Шелех хрипло пояснил:
— Ни один местный тать не полез бы в терем Колюты, а коль полез бы — с ним бы не справился.
— А из пришлых в городе — только ты, — закончил киянин, доселе сидевший молча.
— Спаси боги, что татём меня посчитали, — ядовито ответил я. — Обычно меня зовут Стемид, я кметь великой княгини Рогнеды.
— Так я ж тебя помню! — воскликнул Шелех обрадовано, вот только радость эта показалась мне какой-то ненастоящей. Словно Шелех узнал меня давно, но ждал — сознаюсь я или нет.
— Что… здешний? — остро глянул на него киянин.
— Здешний, — подтвердил кривич. — Вспомнил я его. Он ещё Рогволоду-князю служил.
— А ныне великой княгине Рогнеде служу, — подтвердил я. А Шелех, улучив мгновение, вдруг подмигнул мне.

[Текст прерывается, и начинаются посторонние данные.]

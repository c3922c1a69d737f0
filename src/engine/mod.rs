//! Core engine: the aggregate → metrics → profitability → decision pass.

pub mod aggregator;
pub mod metrics;
pub mod profitability;
pub mod decision;
pub mod scheduler;
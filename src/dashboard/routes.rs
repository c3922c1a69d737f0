//! Dashboard API route handlers.
//!
//! All endpoints return JSON read from the `StatusBoard`, which the
//! scheduler refreshes after every completed pass. Handlers never see the
//! live registry.

use axum::{extract::State, Json};
use chrono::{DateTime, Utc};
use serde::Serialize;
use std::sync::Arc;
use tokio::sync::RwLock;

use crate::engine::decision::SwitchDecision;
use crate::engine::scheduler::PassReport;
use crate::registry::CoinRegistry;
use crate::types::CoinStatus;

// ---------------------------------------------------------------------------
// Shared state
// ---------------------------------------------------------------------------

/// Owned copy of the last completed pass.
pub struct StatusBoard {
    started_at: DateTime<Utc>,
    snapshot: RwLock<Snapshot>,
}

/// Report and coin table of the same pass, swapped together.
#[derive(Default)]
struct Snapshot {
    report: Option<PassReport>,
    groups: Vec<GroupView>,
}

impl StatusBoard {
    pub fn new() -> Self {
        Self {
            started_at: Utc::now(),
            snapshot: RwLock::new(Snapshot::default()),
        }
    }

    /// Replace the board's contents with a finished pass.
    pub async fn publish(&self, report: PassReport, registry: &CoinRegistry) {
        let groups = registry
            .groups()
            .iter()
            .map(|g| GroupView {
                algorithm: g.algorithm().to_string(),
                coins: g.coins().to_vec(),
            })
            .collect();

        *self.snapshot.write().await = Snapshot {
            report: Some(report),
            groups,
        };
    }

    pub async fn pass_count(&self) -> u64 {
        self.snapshot.read().await.report.as_ref().map_or(0, |r| r.pass)
    }
}

impl Default for StatusBoard {
    fn default() -> Self {
        Self::new()
    }
}

pub type AppState = Arc<StatusBoard>;

// ---------------------------------------------------------------------------
// Response types
// ---------------------------------------------------------------------------

#[derive(Debug, Clone, Serialize)]
pub struct HealthResponse {
    pub status: &'static str,
}

#[derive(Debug, Clone, Serialize)]
pub struct StatusResponse {
    pub passes: u64,
    pub uptime_secs: i64,
    pub last_pass: Option<PassReport>,
}

#[derive(Debug, Clone, Serialize)]
pub struct GroupView {
    pub algorithm: String,
    pub coins: Vec<CoinStatus>,
}

// ---------------------------------------------------------------------------
// Route handlers
// ---------------------------------------------------------------------------

/// GET /health
pub async fn health() -> Json<HealthResponse> {
    Json(HealthResponse { status: "ok" })
}

/// GET /api/status
pub async fn get_status(State(state): State<AppState>) -> Json<StatusResponse> {
    let last_pass = state.snapshot.read().await.report.clone();
    Json(StatusResponse {
        passes: last_pass.as_ref().map_or(0, |r| r.pass),
        uptime_secs: (Utc::now() - state.started_at).num_seconds(),
        last_pass,
    })
}

/// GET /api/coins
pub async fn get_coins(State(state): State<AppState>) -> Json<Vec<GroupView>> {
    Json(state.snapshot.read().await.groups.clone())
}

/// GET /api/decisions
pub async fn get_decisions(State(state): State<AppState>) -> Json<Vec<SwitchDecision>> {
    let snapshot = state.snapshot.read().await;
    Json(
        snapshot
            .report
            .as_ref()
            .map(|r| r.decisions.clone())
            .unwrap_or_default(),
    )
}

// ---------------------------------------------------------------------------
// Tests
// ---------------------------------------------------------------------------
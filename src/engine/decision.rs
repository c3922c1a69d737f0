//! Switch decision engine.
//!
//! For each algorithm group, scores every coin × exchange × quote cell and
//! picks the highest. Cells are visited in registration order (coins),
//! `ExchangeKind` order (exchanges) and `QuoteCurrency` order (quotes);
//! on equal scores the first cell visited wins.

use serde::Serialize;
use tracing::{debug, error, info, warn};

use crate::control::DirectiveSink;
use crate::registry::CoinRegistry;
use crate::types::{ExchangeKind, MarketSnapshot, MiningRates, QuoteCurrency, SwitchDirective};

/// Score of one cell in the primary currency.
///
/// `None` when the cell has no weighted bid, or is quoted in a secondary
/// currency without a cross rate. Such cells are skipped, never scored 0.
pub fn score_cell(cell: &MarketSnapshot, quote: QuoteCurrency, rates: &MiningRates) -> Option<f64> {
    let weighted_bid = cell.weighted_bid?;
    let cross_rate = if quote.is_primary() {
        1.0
    } else {
        cell.cross_rate?
    };

    let score = weighted_bid * rates.coins_per_hash_per_hour * cross_rate;
    score.is_finite().then_some(score)
}

/// Winner of one algorithm group for the current pass.
#[derive(Debug, Clone, PartialEq, Serialize)]
pub struct SwitchDecision {
    pub algorithm: String,
    pub coin_name: String,
    pub symbol: String,
    pub exchange: ExchangeKind,
    pub quote: QuoteCurrency,
    pub score: f64,
    /// The winning cell was written by an earlier pass.
    pub stale: bool,
}

impl SwitchDecision {
    pub fn directive(&self) -> SwitchDirective {
        SwitchDirective::coin_switch(&self.coin_name, &self.algorithm)
    }
}

#[derive(Debug, Clone, Default, Serialize)]
pub struct EmitReport {
    pub sent: usize,
    pub failed: usize,
}

#[derive(Debug, Default)]
pub struct SwitchDecisionEngine;

impl SwitchDecisionEngine {
    pub fn new() -> Self {
        Self
    }

    /// Pick a winner per group and record each coin's best score.
    ///
    /// Groups without a single scorable cell produce no decision.
    pub fn decide(&self, registry: &mut CoinRegistry) -> Vec<SwitchDecision> {
        let pass = registry.current_pass();
        let mut decisions = Vec::new();

        for group in registry.groups_mut() {
            let algorithm = group.algorithm().to_string();
            let mut winner: Option<SwitchDecision> = None;

            for coin in group.coins_mut() {
                let Some(rates) = coin.rates else {
                    continue;
                };
                let mut coin_best: Option<f64> = None;

                for (exchange, cells) in &coin.exchange_info {
                    for (quote, cell) in cells {
                        let Some(score) = score_cell(cell, *quote, &rates) else {
                            continue;
                        };

                        debug!(
                            symbol = %coin.symbol(),
                            exchange = %exchange,
                            quote = %quote,
                            score,
                            stale = cell.pass < pass,
                            "Cell scored"
                        );

                        if coin_best.map_or(true, |best| score > best) {
                            coin_best = Some(score);
                        }
                        if winner.as_ref().map_or(true, |w| score > w.score) {
                            winner = Some(SwitchDecision {
                                algorithm: algorithm.clone(),
                                coin_name: coin.name().to_string(),
                                symbol: coin.symbol().to_string(),
                                exchange: *exchange,
                                quote: *quote,
                                score,
                                stale: cell.pass < pass,
                            });
                        }
                    }
                }

                coin.best_score = coin_best;
            }

            match winner {
                Some(decision) => {
                    if decision.stale {
                        warn!(
                            algorithm = %decision.algorithm,
                            coin = %decision.coin_name,
                            exchange = %decision.exchange,
                            "Winning cell carries data from an earlier pass"
                        );
                    }
                    info!(
                        algorithm = %decision.algorithm,
                        coin = %decision.coin_name,
                        exchange = %decision.exchange,
                        quote = %decision.quote,
                        score = decision.score,
                        "Most profitable coin selected"
                    );
                    decisions.push(decision);
                }
                None => debug!(algorithm = %algorithm, "No scorable coin, insufficient data"),
            }
        }

        decisions
    }

    /// Send one directive per decision. A failed send is logged and the
    /// remaining directives are still sent.
    pub async fn emit(&self, decisions: &[SwitchDecision], sink: &dyn DirectiveSink) -> EmitReport {
        let mut report = EmitReport::default();

        for decision in decisions {
            match sink.send(&decision.directive()).await {
                Ok(()) => {
                    report.sent += 1;
                    info!(
                        algorithm = %decision.algorithm,
                        coin = %decision.coin_name,
                        "Switch directive sent"
                    );
                }
                Err(e) => {
                    report.failed += 1;
                    error!(
                        algorithm = %decision.algorithm,
                        coin = %decision.coin_name,
                        error = %e,
                        "Failed to send switch directive"
                    );
                }
            }
        }

        report
    }
}

// ---------------------------------------------------------------------------
// Tests
// ---------------------------------------------------------------------------
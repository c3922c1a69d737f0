//! Switch directive channel.
//!
//! Directives go to the mining coordinator's control port as one JSON
//! object per line. A fresh connection is opened per directive; failures
//! are reported to the caller and never retried here.

use anyhow::Result;
use async_trait::async_trait;
use std::time::Duration;
use tokio::io::AsyncWriteExt;
use tokio::net::TcpStream;
use tracing::debug;

use crate::types::{ProfitError, SwitchDirective};

/// Destination for switch directives.
#[cfg_attr(test, mockall::automock)]
#[async_trait]
pub trait DirectiveSink: Send + Sync {
    async fn send(&self, directive: &SwitchDirective) -> Result<()>;
}

/// Line-delimited JSON over TCP.
pub struct TcpControlClient {
    host: String,
    port: u16,
    timeout: Duration,
}

impl TcpControlClient {
    pub fn new(host: &str, port: u16, timeout: Duration) -> Self {
        Self {
            host: host.to_string(),
            port,
            timeout,
        }
    }

    pub fn endpoint(&self) -> String {
        format!("{}:{}", self.host, self.port)
    }

    fn error(&self, message: impl Into<String>) -> ProfitError {
        ProfitError::Control {
            endpoint: self.endpoint(),
            message: message.into(),
        }
    }

    async fn write_line(&self, line: &str) -> Result<(), ProfitError> {
        let mut stream = TcpStream::connect((self.host.as_str(), self.port))
            .await
            .map_err(|e| {
                if e.kind() == std::io::ErrorKind::ConnectionRefused {
                    self.error("connection refused; is the coordinator running?")
                } else {
                    self.error(format!("connect failed: {e}"))
                }
            })?;

        stream
            .write_all(line.as_bytes())
            .await
            .map_err(|e| self.error(format!("write failed: {e}")))?;
        stream
            .shutdown()
            .await
            .map_err(|e| self.error(format!("shutdown failed: {e}")))?;
        Ok(())
    }
}

#[async_trait]
impl DirectiveSink for TcpControlClient {
    async fn send(&self, directive: &SwitchDirective) -> Result<()> {
        let line = directive
            .to_line()
            .map_err(|e| self.error(format!("encode failed: {e}")))?;

        debug!(endpoint = %self.endpoint(), directive = %line.trim_end(), "Sending directive");

        match tokio::time::timeout(self.timeout, self.write_line(&line)).await {
            Ok(result) => Ok(result?),
            Err(_) => Err(ProfitError::Timeout {
                what: format!("control channel {}", self.endpoint()),
                secs: self.timeout.as_secs(),
            }
            .into()),
        }
    }
}
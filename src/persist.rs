//! Line-oriented file persistence and diagnostic dumps for `HashTable`.
//!
//! The file format is one pair per line: the key as the first whitespace-delimited token, a
//! single space, then the value running to the end of the line. Keys are rendered with `Display`
//! and read back with `FromStr`. A key must render non-empty and without whitespace; a value must
//! render non-empty, without line breaks and without leading or trailing whitespace. Writing a
//! table holding any other pair fails with [`Error::Unrepresentable`].

use std::{
    fmt::Display,
    fs::File,
    hash::{BuildHasher, Hash},
    io::{self, Read, Write},
    path::Path,
    str::FromStr,
};

use log::{debug, warn};
use tempfile::NamedTempFile;

use crate::{
    HashTable,
    error::{Error, Result},
};

/// Outcome of a successful [`HashTable::try_load`]
#[derive(Debug, Clone, Copy, Default, PartialEq, Eq)]
pub struct LoadSummary {
    /// Pairs added to the table
    pub inserted: usize,
    /// Well-formed lines whose key was already present; the stored value was kept
    pub duplicates: usize,
    /// Non-blank lines that were skipped because they could not be parsed
    pub malformed: usize,
}

/// Splits a line into its key and value text, or `None` if either part is missing
fn split_record(line: &str) -> Option<(&str, &str)> {
    let (key, value) = line.trim().split_once(char::is_whitespace)?;
    let value = value.trim();
    (!value.is_empty()).then_some((key, value))
}

impl<K, V, S> HashTable<K, V, S>
where
    K: Eq + Hash + FromStr,
    V: FromStr,
    S: BuildHasher,
{
    /// Reads pairs from `path` and inserts each one.
    ///
    /// The whole file is read before anything is inserted, so an open or read failure leaves the
    /// table unchanged. Blank lines are ignored. Lines that lack a value or whose key or value do
    /// not parse are skipped with a warning and counted in [`LoadSummary::malformed`]; they do not
    /// fail the load. Keys that are already present keep their stored value.
    ///
    /// # Errors
    ///
    /// Returns [`Error::Open`] if the file cannot be opened and [`Error::Read`] if it cannot be read
    /// as UTF-8 text.
    pub fn try_load<P: AsRef<Path>>(&mut self, path: P) -> Result<LoadSummary> {
        let path = path.as_ref();
        let contents = read_text(path)?;

        let mut summary = LoadSummary::default();
        for (number, line) in contents.lines().enumerate() {
            if line.trim().is_empty() {
                continue;
            }
            let parsed = split_record(line).and_then(|(key, value)| {
                Some((key.parse::<K>().ok()?, value.parse::<V>().ok()?))
            });
            let Some(pair) = parsed else {
                warn!(
                    "{}:{}: skipping malformed line {line:?}",
                    path.display(),
                    number.saturating_add(1)
                );
                summary.malformed = summary.malformed.saturating_add(1);
                continue;
            };

            if self.insert(pair) {
                summary.inserted = summary.inserted.saturating_add(1);
            } else {
                summary.duplicates = summary.duplicates.saturating_add(1);
            }
        }

        debug!(
            "loaded {}: {} inserted, {} duplicate, {} malformed",
            path.display(),
            summary.inserted,
            summary.duplicates,
            summary.malformed
        );
        Ok(summary)
    }

    /// Reads pairs from `path` into the table.
    ///
    /// Returns `false` if the file could not be opened or read, in which case nothing was
    /// inserted. See [`try_load`](Self::try_load) for how individual lines are handled.
    pub fn load<P: AsRef<Path>>(&mut self, path: P) -> bool {
        match self.try_load(path) {
            Ok(_) => true,
            Err(err) => {
                warn!("{err}");
                false
            }
        }
    }
}

/// Returns why a rendered key cannot be written, if it cannot
fn key_violation(key: &str) -> Option<&'static str> {
    if key.is_empty() {
        Some("key is empty")
    } else if key.contains(char::is_whitespace) {
        Some("key contains whitespace")
    } else {
        None
    }
}

/// Returns why a rendered value cannot be written, if it cannot
fn value_violation(value: &str) -> Option<&'static str> {
    if value.is_empty() {
        Some("value is empty")
    } else if value.contains(['\n', '\r']) {
        Some("value contains a line break")
    } else if value.trim() != value {
        Some("value has leading or trailing whitespace")
    } else {
        None
    }
}

/// Reads a whole file as text, telling open failures apart from read failures
fn read_text(path: &Path) -> Result<String> {
    let mut file =
        File::open(path).map_err(|source| Error::Open { path: path.to_path_buf(), source })?;
    let mut contents = String::new();
    file.read_to_string(&mut contents)
        .map_err(|source| Error::Read { path: path.to_path_buf(), source })?;
    Ok(contents)
}

impl<K, V, S> HashTable<K, V, S>
where
    K: Display,
    V: Display,
{
    /// Writes every pair to `path`, one `key value` line per pair, replacing any existing file.
    ///
    /// Pairs are written in iteration order. Every pair is rendered and checked against the line
    /// format before anything touches the disk; the text then goes to a temporary file in the
    /// same directory that is renamed over `path`, so a failed write never leaves a partial file.
    /// Returns the number of pairs written.
    ///
    /// # Errors
    ///
    /// Returns [`Error::Unrepresentable`] if a key or value cannot be written in the line format,
    /// [`Error::Create`] if the temporary file cannot be created and [`Error::Write`] if writing
    /// it or moving it into place fails.
    pub fn try_write_to_file<P: AsRef<Path>>(&self, path: P) -> Result<usize> {
        let path = path.as_ref();
        let (text, written) = self.render_pairs(path)?;

        let dir = match path.parent() {
            Some(parent) if !parent.as_os_str().is_empty() => parent,
            _ => Path::new("."),
        };
        let write_error = |source: io::Error| Error::Write { path: path.to_path_buf(), source };

        let mut file = NamedTempFile::new_in(dir)
            .map_err(|source| Error::Create { path: path.to_path_buf(), source })?;
        file.write_all(text.as_bytes()).map_err(write_error)?;
        file.flush().map_err(write_error)?;
        file.persist(path).map_err(|err| write_error(err.error))?;

        debug!("wrote {written} entries to {}", path.display());
        Ok(written)
    }

    /// Writes every pair to `path`. Returns `false` if a pair cannot be represented in the file
    /// format or the file could not be created or written.
    pub fn write_to_file<P: AsRef<Path>>(&self, path: P) -> bool {
        match self.try_write_to_file(path) {
            Ok(_) => true,
            Err(err) => {
                warn!("{err}");
                false
            }
        }
    }

    /// Renders one `key value` line per pair, returning the text and the number of pairs
    fn render_pairs(&self, path: &Path) -> Result<(String, usize)> {
        let mut text = String::new();
        let mut written: usize = 0;
        for (key, value) in self {
            let line = written.saturating_add(1);
            let key = key.to_string();
            let value = value.to_string();
            if let Some(reason) = key_violation(&key).or_else(|| value_violation(&value)) {
                return Err(Error::Unrepresentable { path: path.to_path_buf(), line, reason });
            }

            text.push_str(&key);
            text.push(' ');
            text.push_str(&value);
            text.push('\n');
            written = line;
        }
        Ok((text, written))
    }

    /// Writes a listing of every bucket and its chain to `out`.
    ///
    /// Each line holds the bucket index followed by the chain in insertion order, for example
    /// `[   3] 14 => b -> 25 => c`. Meant for humans, not for parsing.
    ///
    /// # Errors
    ///
    /// Returns any error reported by `out`.
    pub fn dump_to<W: Write>(&self, out: &mut W) -> io::Result<()> {
        let width = self.capacity().to_string().len();
        for (index, chain) in self.chains() {
            write!(out, "[{index:>width$}]")?;
            for (position, (key, value)) in chain.iter().enumerate() {
                let separator = if position == 0 { " " } else { " -> " };
                write!(out, "{separator}{key} => {value}")?;
            }
            writeln!(out)?;
        }
        writeln!(out, "{} entries in {} buckets", self.len(), self.capacity())
    }

    /// Prints the bucket listing of [`dump_to`](Self::dump_to) to standard error.
    pub fn dump(&self) {
        let stderr = io::stderr();
        if let Err(err) = self.dump_to(&mut stderr.lock()) {
            warn!("failed to dump hash table: {err}");
        }
    }
}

— Она тебя сюда послала? — спросил киянин въедливо, а когда я, не раздумывая, кивнул, подозрительно спросил. — Зачем?
Он разглядывал меня с любопытством. Так, наверное, кот смотрит на попытки пойманной мыши удрать и думает — сожрать её сразу, поиграть сначала или отпустить.
— А она в Полоцк хочет вернуться, — наобум брякнул я. — Её великий князь сюда отсылает. А меня она прислала посмотреть, как город, да терем княжий в порядке ли?
Шелех едва заметно кивнул, чуть приободрился. Несколько мгновений они меня разглядывали, потом, не сговариваясь, встали.
— Ладно, — процедил киянин. — Проверим. Живи пока что здесь.